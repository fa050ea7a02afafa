//! Generic table-driven state machine.
//!
//! A [`TransitionTable`] is static configuration: a declared state set, an
//! initial state, the terminal states and an ordered list of rules. Stepping
//! never inspects anything kind-specific; agents supply their own state,
//! context, trigger and effect types.

use crate::{Error, Result};
use std::fmt;
use tracing::{debug, info};

/// Something that can drive a transition.
pub trait Trigger: fmt::Debug {
    type Pattern: fmt::Debug;

    fn matches(&self, pattern: &Self::Pattern) -> bool;

    /// Short description used in transition records.
    fn describe(&self) -> String;
}

pub type Guard<C, T> = fn(&C, &T) -> bool;
pub type SideEffect<C, T, E> = fn(&mut C, &T) -> Vec<E>;

pub struct TransitionRule<S, C, T: Trigger, E> {
    pub source: S,
    pub trigger: T::Pattern,
    pub guard: Option<Guard<C, T>>,
    pub destination: S,
    pub effect: Option<SideEffect<C, T, E>>,
}

impl<S, C, T: Trigger, E> TransitionRule<S, C, T, E> {
    pub fn new(source: S, trigger: T::Pattern, destination: S) -> Self {
        Self {
            source,
            trigger,
            guard: None,
            destination,
            effect: None,
        }
    }

    pub fn when(mut self, guard: Guard<C, T>) -> Self {
        self.guard = Some(guard);
        self
    }

    pub fn then(mut self, effect: SideEffect<C, T, E>) -> Self {
        self.effect = Some(effect);
        self
    }
}

impl<S: fmt::Debug, C, T: Trigger, E> fmt::Debug for TransitionRule<S, C, T, E> {
    fn fmt(&self, f: &mut fmt::Formatter<'_>) -> fmt::Result {
        f.debug_struct("TransitionRule")
            .field("source", &self.source)
            .field("trigger", &self.trigger)
            .field("guarded", &self.guard.is_some())
            .field("destination", &self.destination)
            .finish()
    }
}

/// Result of delivering one trigger.
#[derive(Debug, Clone, PartialEq)]
pub enum StepOutcome<S, E> {
    Transitioned {
        from: S,
        to: S,
        rule: usize,
        effects: Vec<E>,
    },
    /// No rule matched; the trigger is dropped.
    Unmatched { state: S },
}

impl<S: Copy, E> StepOutcome<S, E> {
    pub fn current(&self) -> S {
        match self {
            Self::Transitioned { to, .. } => *to,
            Self::Unmatched { state } => *state,
        }
    }

    pub fn is_match(&self) -> bool {
        matches!(self, Self::Transitioned { .. })
    }

    /// True when a rule fired and moved to a different state.
    pub fn changed_state(&self) -> bool
    where
        S: PartialEq,
    {
        matches!(self, Self::Transitioned { from, to, .. } if from != to)
    }

    pub fn into_effects(self) -> Vec<E> {
        match self {
            Self::Transitioned { effects, .. } => effects,
            Self::Unmatched { .. } => Vec::new(),
        }
    }

    pub fn map_state<R>(self, f: impl Fn(S) -> R) -> StepOutcome<R, E> {
        match self {
            Self::Transitioned {
                from,
                to,
                rule,
                effects,
            } => StepOutcome::Transitioned {
                from: f(from),
                to: f(to),
                rule,
                effects,
            },
            Self::Unmatched { state } => StepOutcome::Unmatched { state: f(state) },
        }
    }
}

pub struct TransitionTable<S, C, T: Trigger, E> {
    name: &'static str,
    states: Vec<S>,
    initial: S,
    terminal: Vec<S>,
    rules: Vec<TransitionRule<S, C, T, E>>,
}

impl<S, C, T, E> TransitionTable<S, C, T, E>
where
    S: Copy + PartialEq + fmt::Debug,
    T: Trigger,
{
    pub fn new(
        name: &'static str,
        states: Vec<S>,
        initial: S,
        terminal: Vec<S>,
        rules: Vec<TransitionRule<S, C, T, E>>,
    ) -> Result<Self> {
        if states.is_empty() {
            return Err(Error::invalid_table(name, "state set is empty"));
        }
        let declared = |s: &S| states.contains(s);
        if !declared(&initial) {
            return Err(Error::invalid_table(
                name,
                format!("initial state {:?} is not declared", initial),
            ));
        }
        if let Some(bad) = terminal.iter().find(|s| !declared(s)) {
            return Err(Error::invalid_table(
                name,
                format!("terminal state {:?} is not declared", bad),
            ));
        }
        for (index, rule) in rules.iter().enumerate() {
            for endpoint in [&rule.source, &rule.destination] {
                if !declared(endpoint) {
                    return Err(Error::invalid_table(
                        name,
                        format!("rule {} uses undeclared state {:?}", index, endpoint),
                    ));
                }
            }
            if terminal.contains(&rule.source) {
                return Err(Error::invalid_table(
                    name,
                    format!("rule {} leaves terminal state {:?}", index, rule.source),
                ));
            }
        }

        debug!(
            "Built transition table '{}' with {} states and {} rules",
            name,
            states.len(),
            rules.len()
        );
        Ok(Self {
            name,
            states,
            initial,
            terminal,
            rules,
        })
    }

    pub fn name(&self) -> &'static str {
        self.name
    }

    pub fn initial(&self) -> S {
        self.initial
    }

    pub fn states(&self) -> &[S] {
        &self.states
    }

    pub fn rules(&self) -> &[TransitionRule<S, C, T, E>] {
        &self.rules
    }

    pub fn is_terminal(&self, state: S) -> bool {
        self.terminal.contains(&state)
    }

    /// Deliver one trigger. The first matching rule in declaration order
    /// wins; the state is committed before its side effect runs.
    pub fn step(&self, state: &mut S, context: &mut C, trigger: &T) -> StepOutcome<S, E> {
        let current = *state;
        debug!(
            "🔄 [{}] processing {} in state {:?}",
            self.name,
            trigger.describe(),
            current
        );

        let view: &C = context;
        let matched = self.rules.iter().enumerate().find(|(_, rule)| {
            rule.source == current
                && trigger.matches(&rule.trigger)
                && rule.guard.is_none_or(|guard| guard(view, trigger))
        });

        let Some((index, rule)) = matched else {
            debug!(
                "[{}] unmatched transition: {} ignored in state {:?}",
                self.name,
                trigger.describe(),
                current
            );
            return StepOutcome::Unmatched { state: current };
        };

        *state = rule.destination;
        if rule.destination != current {
            info!(
                "🎯 [{}] state transition: {:?} -> {:?} (trigger: {})",
                self.name,
                current,
                rule.destination,
                trigger.describe()
            );
        }

        let effects = rule.effect.map(|effect| effect(context, trigger)).unwrap_or_default();
        StepOutcome::Transitioned {
            from: current,
            to: rule.destination,
            rule: index,
            effects,
        }
    }
}
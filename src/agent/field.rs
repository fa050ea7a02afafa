use super::{
    AgentContext, AgentState, Effect, Goal, Mission, Trigger, TriggerPattern,
    context::{at_target, move_to_target, perform_work, work_done},
};
use crate::{
    Result,
    acl::{AclMessage, ConversationId, Performative, content},
    event::Location,
    fsm::{TransitionRule, TransitionTable},
};
use serde::{Deserialize, Serialize};
use serde_json::{Value, json};
use std::fmt;
use tracing::{info, warn};

pub const INVESTIGATE_ACTION: &str = "investigate_location";
pub const RETURN_ACTION: &str = "return_to_base";
pub const ASSIST_ACTION: &str = "assist_agent";

#[derive(Debug, Clone, Copy, PartialEq, Eq, Hash, Serialize, Deserialize)]
#[serde(rename_all = "SCREAMING_SNAKE_CASE")]
pub enum FieldState {
    Idle,
    Traveling,
    Investigating,
    Reporting,
    Completed,
}

impl FieldState {
    pub const ALL: [FieldState; 5] = [
        Self::Idle,
        Self::Traveling,
        Self::Investigating,
        Self::Reporting,
        Self::Completed,
    ];
}

impl fmt::Display for FieldState {
    fn fmt(&self, f: &mut fmt::Formatter<'_>) -> fmt::Result {
        f.write_str(match self {
            Self::Idle => "IDLE",
            Self::Traveling => "TRAVELING",
            Self::Investigating => "INVESTIGATING",
            Self::Reporting => "REPORTING",
            Self::Completed => "COMPLETED",
        })
    }
}

pub type FieldTable = TransitionTable<FieldState, AgentContext, Trigger, Effect>;
type Rule = TransitionRule<FieldState, AgentContext, Trigger, Effect>;

pub fn table() -> Result<FieldTable> {
    use FieldState::*;
    let request = TriggerPattern::Performative(Performative::Request);
    let query = TriggerPattern::Performative(Performative::QueryIf);
    let closed = TriggerPattern::ConversationClosed;

    let mut rules = vec![
        Rule::new(Idle, request, Traveling)
            .when(is_investigation)
            .then(accept_mission),
        Rule::new(Idle, request, Traveling)
            .when(is_return)
            .then(accept_return),
        Rule::new(Idle, request, Traveling)
            .when(is_assist)
            .then(accept_assist),
        Rule::new(Idle, request, Idle).then(refuse_request),
    ];
    for busy in [Traveling, Investigating, Reporting] {
        rules.push(Rule::new(busy, request, busy).then(refuse_busy));
        rules.push(
            Rule::new(busy, closed, Idle)
                .when(closes_mission)
                .then(abandon_mission),
        );
    }
    for open in [Idle, Traveling, Investigating, Reporting] {
        rules.push(Rule::new(open, query, open).then(answer_status));
    }
    rules.extend([
        Rule::new(Traveling, TriggerPattern::Tick, Idle)
            .when(errand_done)
            .then(finish_errand),
        Rule::new(Traveling, TriggerPattern::Tick, Investigating).when(at_target),
        Rule::new(Traveling, TriggerPattern::Tick, Traveling).then(move_to_target),
        Rule::new(Investigating, TriggerPattern::Tick, Reporting)
            .when(work_done)
            .then(send_report),
        Rule::new(Investigating, TriggerPattern::Tick, Investigating).then(perform_work),
        Rule::new(
            Reporting,
            TriggerPattern::Performative(Performative::Confirm),
            Completed,
        )
        .when(confirms_mission)
        .then(close_mission),
    ]);
    TransitionTable::new("field", FieldState::ALL.to_vec(), Idle, vec![Completed], rules)
}

pub fn goals() -> Vec<Goal> {
    vec![
        Goal::new(
            "reach_site",
            "Travel to the assigned location",
            [AgentState::Field(FieldState::Investigating)],
        ),
        Goal::new(
            "investigate_site",
            "Survey the assigned location",
            [AgentState::Field(FieldState::Reporting)],
        ),
        Goal::new(
            "report_findings",
            "Have the findings acknowledged",
            [AgentState::Field(FieldState::Completed)],
        ),
    ]
}

fn message(trigger: &Trigger) -> Option<&AclMessage> {
    match trigger {
        Trigger::Message(message) => Some(message),
        _ => None,
    }
}

fn parameter<'a>(message: &'a AclMessage, key: &str) -> Option<&'a Value> {
    message.content.get("parameters").and_then(|p| p.get(key))
}

fn requested_location(message: &AclMessage) -> Option<Location> {
    let value = parameter(message, "location")?;
    serde_json::from_value::<Location>(value.clone())
        .ok()
        .filter(Location::is_finite)
}

fn is_investigation(_: &AgentContext, trigger: &Trigger) -> bool {
    message(trigger).is_some_and(|m| {
        m.content_str("action") == Some(INVESTIGATE_ACTION) && requested_location(m).is_some()
    })
}

fn is_return(_: &AgentContext, trigger: &Trigger) -> bool {
    message(trigger).is_some_and(|m| m.content_str("action") == Some(RETURN_ACTION))
}

fn is_assist(_: &AgentContext, trigger: &Trigger) -> bool {
    message(trigger).is_some_and(|m| {
        m.content_str("action") == Some(ASSIST_ACTION) && requested_location(m).is_some()
    })
}

fn mission_conversation(ctx: &AgentContext) -> Option<&ConversationId> {
    ctx.mission
        .as_ref()
        .and_then(|m| m.conversation.as_ref())
        .map(|(id, _)| id)
}

fn confirms_mission(ctx: &AgentContext, trigger: &Trigger) -> bool {
    message(trigger).is_some_and(|m| Some(&m.conversation_id) == mission_conversation(ctx))
}

fn closes_mission(ctx: &AgentContext, trigger: &Trigger) -> bool {
    matches!(trigger, Trigger::ConversationClosed(id) if Some(id) == mission_conversation(ctx))
}

/// Arrived on a return or assist errand, which needs no survey.
fn errand_done(ctx: &AgentContext, trigger: &Trigger) -> bool {
    let errand = ctx.mission.as_ref().is_some_and(|m| {
        matches!(m.action.as_deref(), Some(RETURN_ACTION | ASSIST_ACTION))
    });
    errand && at_target(ctx, trigger)
}

fn requested_mission(request: &AclMessage, action: &str, location: Location) -> Mission {
    let text = |key: &str| parameter(request, key).and_then(Value::as_str).map(str::to_string);
    Mission {
        origin: request.message_id.clone(),
        location,
        victims: 0,
        severity: 0.0,
        needs_evacuation: false,
        work_done: false,
        action: Some(action.to_string()),
        mission_type: text("mission_type"),
        priority: text("priority"),
        conversation: Some((request.conversation_id.clone(), request.sender.clone())),
    }
}

fn accept_mission(ctx: &mut AgentContext, trigger: &Trigger) -> Vec<Effect> {
    let Some(request) = message(trigger) else {
        return Vec::new();
    };
    let Some(location) = requested_location(request) else {
        return Vec::new();
    };

    info!(
        "🔍 {} accepted investigation of {} for {}",
        ctx.agent_id, location, request.sender
    );
    ctx.mission = Some(requested_mission(request, INVESTIGATE_ACTION, location));

    ctx.reply(
        request,
        Performative::Agree,
        content(json!({ "action": INVESTIGATE_ACTION, "location": location })),
    )
}

fn accept_return(ctx: &mut AgentContext, trigger: &Trigger) -> Vec<Effect> {
    let Some(request) = message(trigger) else {
        return Vec::new();
    };
    info!("🏠 {} returning to base {}", ctx.agent_id, ctx.base);
    ctx.mission = Some(requested_mission(request, RETURN_ACTION, ctx.base));
    ctx.reply(
        request,
        Performative::Agree,
        content(json!({ "action": RETURN_ACTION })),
    )
}

fn accept_assist(ctx: &mut AgentContext, trigger: &Trigger) -> Vec<Effect> {
    let Some(request) = message(trigger) else {
        return Vec::new();
    };
    let Some(location) = requested_location(request) else {
        return Vec::new();
    };
    let target_agent = parameter(request, "agent_id").cloned().unwrap_or(Value::Null);

    info!(
        "🤝 {} moving to assist {} at {}",
        ctx.agent_id, target_agent, location
    );
    ctx.mission = Some(requested_mission(request, ASSIST_ACTION, location));
    ctx.reply(
        request,
        Performative::Agree,
        content(json!({ "action": ASSIST_ACTION, "target_agent": target_agent })),
    )
}

fn refuse_request(ctx: &mut AgentContext, trigger: &Trigger) -> Vec<Effect> {
    let Some(request) = message(trigger) else {
        return Vec::new();
    };
    let reason = match request.content_str("action") {
        Some(INVESTIGATE_ACTION | ASSIST_ACTION) => "Invalid request format".to_string(),
        Some(action) => format!("Unknown action: {}", action),
        None => "Missing action".to_string(),
    };
    warn!("{} refusing {}: {}", ctx.agent_id, request.conversation_id, reason);
    ctx.reply(request, Performative::Refuse, content(json!({ "reason": reason })))
}

fn refuse_busy(ctx: &mut AgentContext, trigger: &Trigger) -> Vec<Effect> {
    let Some(request) = message(trigger) else {
        return Vec::new();
    };
    ctx.reply(
        request,
        Performative::Refuse,
        content(json!({ "reason": "Already on active mission" })),
    )
}

fn answer_status(ctx: &mut AgentContext, trigger: &Trigger) -> Vec<Effect> {
    let Some(query) = message(trigger) else {
        return Vec::new();
    };
    let body = json!({
        "type": "status_update",
        "status": ctx.state_label,
        "location": ctx.position,
        "target": ctx.target(),
    });
    ctx.reply(query, Performative::Inform, content(body))
}

fn send_report(ctx: &mut AgentContext, _: &Trigger) -> Vec<Effect> {
    let Some(mission) = ctx.mission.as_ref() else {
        return Vec::new();
    };
    let Some((conversation, requester)) = mission.conversation.clone() else {
        return Vec::new();
    };
    let discovery = format!(
        "{} survey completed at {}",
        mission.mission_type.as_deref().unwrap_or("site"),
        mission.location
    );
    let severity = match mission.priority.as_deref() {
        Some("critical") => "critical",
        _ => "normal",
    };
    let body = json!({
        "type": "discovery",
        "discovery": discovery,
        "location": mission.location,
        "severity": severity,
    });

    info!("📋 {} reporting: {}", ctx.agent_id, discovery);
    ctx.discoveries.push(discovery);
    ctx.send(Performative::Inform, &requester, content(body), &conversation)
}

fn close_mission(ctx: &mut AgentContext, _: &Trigger) -> Vec<Effect> {
    if let Some(mission) = ctx.mission.take() {
        info!("🏁 {} mission {} confirmed", ctx.agent_id, mission.origin);
    }
    Vec::new()
}

fn finish_errand(ctx: &mut AgentContext, _: &Trigger) -> Vec<Effect> {
    let Some(mission) = ctx.mission.take() else {
        return Vec::new();
    };
    let Some((conversation, requester)) = mission.conversation else {
        return Vec::new();
    };
    let action = mission.action.unwrap_or_default();
    let result = match action.as_str() {
        RETURN_ACTION => "Returned to base".to_string(),
        _ => format!("Arrived at {}", mission.location),
    };

    info!("🏁 {} finished {}: {}", ctx.agent_id, action, result);
    let body = json!({
        "type": "mission_complete",
        "action": action,
        "result": result,
        "location": ctx.position,
    });
    ctx.send(Performative::Inform, &requester, content(body), &conversation)
}

fn abandon_mission(ctx: &mut AgentContext, _: &Trigger) -> Vec<Effect> {
    if let Some(mission) = ctx.mission.take() {
        warn!(
            "{} abandoned mission {}: its conversation was closed",
            ctx.agent_id, mission.origin
        );
    }
    Vec::new()
}
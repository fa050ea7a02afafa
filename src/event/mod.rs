mod derive;
mod types;

pub use derive::derive_events;
pub use types::{AttributeValue, Attributes, Event, EventKind, Location, SensorReport};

THE TASK:
What is the number of lines above that contain the word "contains"? Answer with that number only.

WRITTEN ANSWER:
3